▶ [Aim of the exercise] All lines from the opening of the data to the line containing "let mut effect = Effect::default();" must be returned unchanged, and only those lines.

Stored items

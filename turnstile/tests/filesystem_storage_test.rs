use tempfile::TempDir;
use turnstile::{
    Behavior, Effect, Snapshot, Token, Turnstile, Value,
    storage::{FilesystemStorage, Storage, StorageError},
};
use turnstile_test_harness::behaviors::{self, ACCOUNT, RECORDER};

fn init_logging() {
    let _ = tracing_subscriber::fmt()
        .with_env_filter(tracing_subscriber::EnvFilter::from_default_env())
        .try_init();
}

fn effect_with_output(n: i64) -> Effect {
    let mut effect = Effect::default();
    effect.output.push(turnstile::Output {
        address: Token::new("remote", "sink").unwrap(),
        message: Value::from(n),
    });
    effect
}

#[tokio::test]
async fn empty_directory_loads_nothing() {
    init_logging();
    let temp_dir = TempDir::new().unwrap();
    let storage = FilesystemStorage::new(temp_dir.path().join("not-yet-created"));

    assert!(storage.load_snapshot().await.unwrap().is_none());
    assert!(storage.load_log().await.unwrap().is_empty());
}

#[tokio::test]
async fn appended_effects_load_in_order() {
    init_logging();
    let temp_dir = TempDir::new().unwrap();
    let storage = FilesystemStorage::new(temp_dir.path());

    for n in 0..3 {
        storage.append_effect(effect_with_output(n)).await.unwrap();
    }

    // A fresh handle on the same directory sees the same log
    let reopened = FilesystemStorage::new(temp_dir.path());
    assert!(reopened.load_snapshot().await.unwrap().is_none());
    let log = reopened.load_log().await.unwrap();
    assert_eq!(
        log,
        vec![
            effect_with_output(0),
            effect_with_output(1),
            effect_with_output(2)
        ]
    );
}

#[tokio::test]
async fn snapshot_supersedes_earlier_log() {
    init_logging();
    let temp_dir = TempDir::new().unwrap();
    let storage = FilesystemStorage::new(temp_dir.path());

    storage.append_effect(effect_with_output(0)).await.unwrap();
    let snapshot = Snapshot {
        next_seq: Some(7),
        ..Snapshot::default()
    };
    storage.write_snapshot(snapshot.clone()).await.unwrap();
    storage.append_effect(effect_with_output(1)).await.unwrap();

    let reopened = FilesystemStorage::new(temp_dir.path());
    assert_eq!(reopened.load_snapshot().await.unwrap(), Some(snapshot));
    assert_eq!(
        reopened.load_log().await.unwrap(),
        vec![effect_with_output(1)]
    );
    assert!(temp_dir.path().join("snapshot.json").exists());
    assert!(!temp_dir.path().join("snapshot.json.tmp").exists());
    assert!(!temp_dir.path().join("log.0.jsonl").exists());
}

#[tokio::test]
async fn torn_final_entry_is_ignored() {
    init_logging();
    let temp_dir = TempDir::new().unwrap();
    let storage = FilesystemStorage::new(temp_dir.path());
    storage.append_effect(effect_with_output(0)).await.unwrap();

    let log_path = temp_dir.path().join("log.0.jsonl");
    let mut contents = tokio::fs::read_to_string(&log_path).await.unwrap();
    contents.push_str("{\"output\":[{\"addr");
    tokio::fs::write(&log_path, contents).await.unwrap();

    let reopened = FilesystemStorage::new(temp_dir.path());
    assert_eq!(
        reopened.load_log().await.unwrap(),
        vec![effect_with_output(0)]
    );
}

#[tokio::test]
async fn append_after_torn_entry_starts_a_fresh_line() {
    init_logging();
    let temp_dir = TempDir::new().unwrap();
    let storage = FilesystemStorage::new(temp_dir.path());
    storage.append_effect(effect_with_output(0)).await.unwrap();

    let log_path = temp_dir.path().join("log.0.jsonl");
    let intact = tokio::fs::read(&log_path).await.unwrap();
    let mut torn = intact.clone();
    torn.extend_from_slice(b"{\"output\":[{\"addr");
    tokio::fs::write(&log_path, torn).await.unwrap();

    let restarted = FilesystemStorage::new(temp_dir.path());
    assert_eq!(restarted.load_log().await.unwrap().len(), 1);
    assert_eq!(tokio::fs::read(&log_path).await.unwrap(), intact);

    restarted.append_effect(effect_with_output(1)).await.unwrap();
    let reloaded = FilesystemStorage::new(temp_dir.path());
    assert_eq!(
        reloaded.load_log().await.unwrap(),
        vec![effect_with_output(0), effect_with_output(1)]
    );
}

#[tokio::test]
async fn corrupt_entry_mid_log_is_an_error() {
    init_logging();
    let temp_dir = TempDir::new().unwrap();
    let log_path = temp_dir.path().join("log.0.jsonl");
    let good = effect_with_output(0).to_json().unwrap();
    tokio::fs::write(&log_path, format!("not json\n{good}\n"))
        .await
        .unwrap();

    let storage = FilesystemStorage::new(temp_dir.path());
    assert!(matches!(
        storage.load_log().await,
        Err(StorageError::Corrupt { .. })
    ));
}

#[tokio::test]
async fn runtime_recovers_from_disk() {
    init_logging();
    let temp_dir = TempDir::new().unwrap();
    let ok = Token::new("remote", "ok").unwrap();

    let turnstile = Turnstile::build_tokio()
        .with_registry(behaviors::registry())
        .with_storage(FilesystemStorage::new(temp_dir.path()))
        .load()
        .await
        .unwrap();
    let account = turnstile
        .create_actor(
            Behavior::new(ACCOUNT),
            [("balance", 42)].into_iter().collect::<Value>(),
        )
        .await
        .unwrap();
    let recorder = turnstile
        .create_actor(Behavior::new(RECORDER), Value::Null)
        .await
        .unwrap();
    turnstile.snapshot().await.unwrap();
    turnstile
        .send(account.clone(), behaviors::adjust(-2, &ok, &recorder))
        .await
        .unwrap();
    turnstile.send(recorder.clone(), "hello").await.unwrap();
    turnstile.stop().await;

    let reloaded = Turnstile::build_tokio()
        .with_registry(behaviors::registry())
        .with_storage(FilesystemStorage::new(temp_dir.path()))
        .load()
        .await
        .unwrap();

    // Both sends were queued before the stop, so after recovery they have
    // either been replayed or are dispatched again
    let state = loop {
        let state = reloaded.actor(&recorder).unwrap().state;
        if !behaviors::recorded(&state).is_empty() {
            break state;
        }
        tokio::time::sleep(std::time::Duration::from_millis(5)).await;
    };
    assert_eq!(behaviors::recorded(&state), vec![Value::from("hello")]);
    assert_eq!(
        behaviors::balance(&reloaded.actor(&account).unwrap().state),
        40
    );
    reloaded.stop().await;
}
use crate::{
    Behavior, Token, Value,
    io::{CheckpointIoResult, IoResult},
};

use super::{Command, CommandId, DispatchedCommand, RuntimeInput};

/// An event that can be processed by a [`Runtime`](super::Runtime).
///
/// Events are created using the static methods on this struct.
#[derive(Debug)]
pub struct RuntimeEvent {
    pub(crate) payload: RuntimeEventPayload,
}

#[derive(Debug)]
pub(crate) enum RuntimeEventPayload {
    // A durable write has completed
    IoComplete(IoResult<CheckpointIoResult>),
    Input(RuntimeInput),
}

impl RuntimeEvent {
    /// Creates an event indicating that an IO operation has completed.
    pub fn io_complete(result: IoResult<CheckpointIoResult>) -> Self {
        RuntimeEvent {
            payload: RuntimeEventPayload::IoComplete(result),
        }
    }

    /// Gives the runtime a chance to make progress without new input, e.g.
    /// to dispatch events restored from a snapshot.
    pub fn tick() -> Self {
        RuntimeEvent {
            payload: RuntimeEventPayload::Input(RuntimeInput::Tick),
        }
    }

    /// Creates an actor with a freshly generated token.
    ///
    /// Completes with [`CommandResult::ActorCreated`](super::CommandResult)
    /// once the creation has been logged.
    pub fn create_actor<V: Into<Value>>(behavior: Behavior, state: V) -> DispatchedCommand {
        Self::dispatch_command(Command::CreateActor {
            behavior,
            state: state.into(),
            token: None,
        })
    }

    /// Creates an actor bound to a token chosen by the caller. The token must
    /// be in the local domain and not already in use.
    pub fn create_actor_with_token<V: Into<Value>>(
        token: Token,
        behavior: Behavior,
        state: V,
    ) -> DispatchedCommand {
        Self::dispatch_command(Command::CreateActor {
            behavior,
            state: state.into(),
            token: Some(token),
        })
    }

    /// Sends a message from outside the runtime.
    pub fn send<V: Into<Value>>(token: Token, message: V) -> DispatchedCommand {
        Self::dispatch_command(Command::Send {
            token,
            message: message.into(),
        })
    }

    /// Delivers a message in wire form which arrived from the transport.
    pub fn receive<S: Into<String>>(address: Token, content: S) -> DispatchedCommand {
        Self::dispatch_command(Command::Receive {
            address,
            content: content.into(),
        })
    }

    /// Takes a snapshot and writes it to the snapshot store.
    pub fn take_snapshot() -> DispatchedCommand {
        Self::dispatch_command(Command::TakeSnapshot)
    }

    /// Leaves the failed phase entered after a refused write, retrying that
    /// write.
    pub fn resume() -> Self {
        RuntimeEvent {
            payload: RuntimeEventPayload::Input(RuntimeInput::Resume),
        }
    }

    pub fn stop() -> Self {
        RuntimeEvent {
            payload: RuntimeEventPayload::Input(RuntimeInput::Stop),
        }
    }

    fn dispatch_command(command: Command) -> DispatchedCommand {
        let command_id = CommandId::new();
        DispatchedCommand {
            command_id,
            event: RuntimeEvent {
                payload: RuntimeEventPayload::Input(RuntimeInput::Command {
                    command_id,
                    command: Box::new(command),
                }),
            },
        }
    }
}

impl std::fmt::Display for RuntimeEvent {
    fn fmt(&self, f: &mut std::fmt::Formatter<'_>) -> std::fmt::Result {
        write!(f, "{:?}", self.payload)
    }
}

▶ [Solved exercise]
filename turnstile/tests/filesystem_storage_test.rs
use tempfile::TempDir;
use turnstile::{
    Behavior, Effect, Snapshot, Token, Turnstile, Value,
    storage::{FilesystemStorage, Storage, StorageError},
};
use turnstile_test_harness::behaviors::{self, ACCOUNT, RECORDER};

fn init_logging() {
    let _ = tracing_subscriber::fmt()
        .with_env_filter(tracing_subscriber::EnvFilter::from_default_env())
        .try_init();
}

fn effect_with_output(n: i64) -> Effect {
    let mut effect = Effect::default();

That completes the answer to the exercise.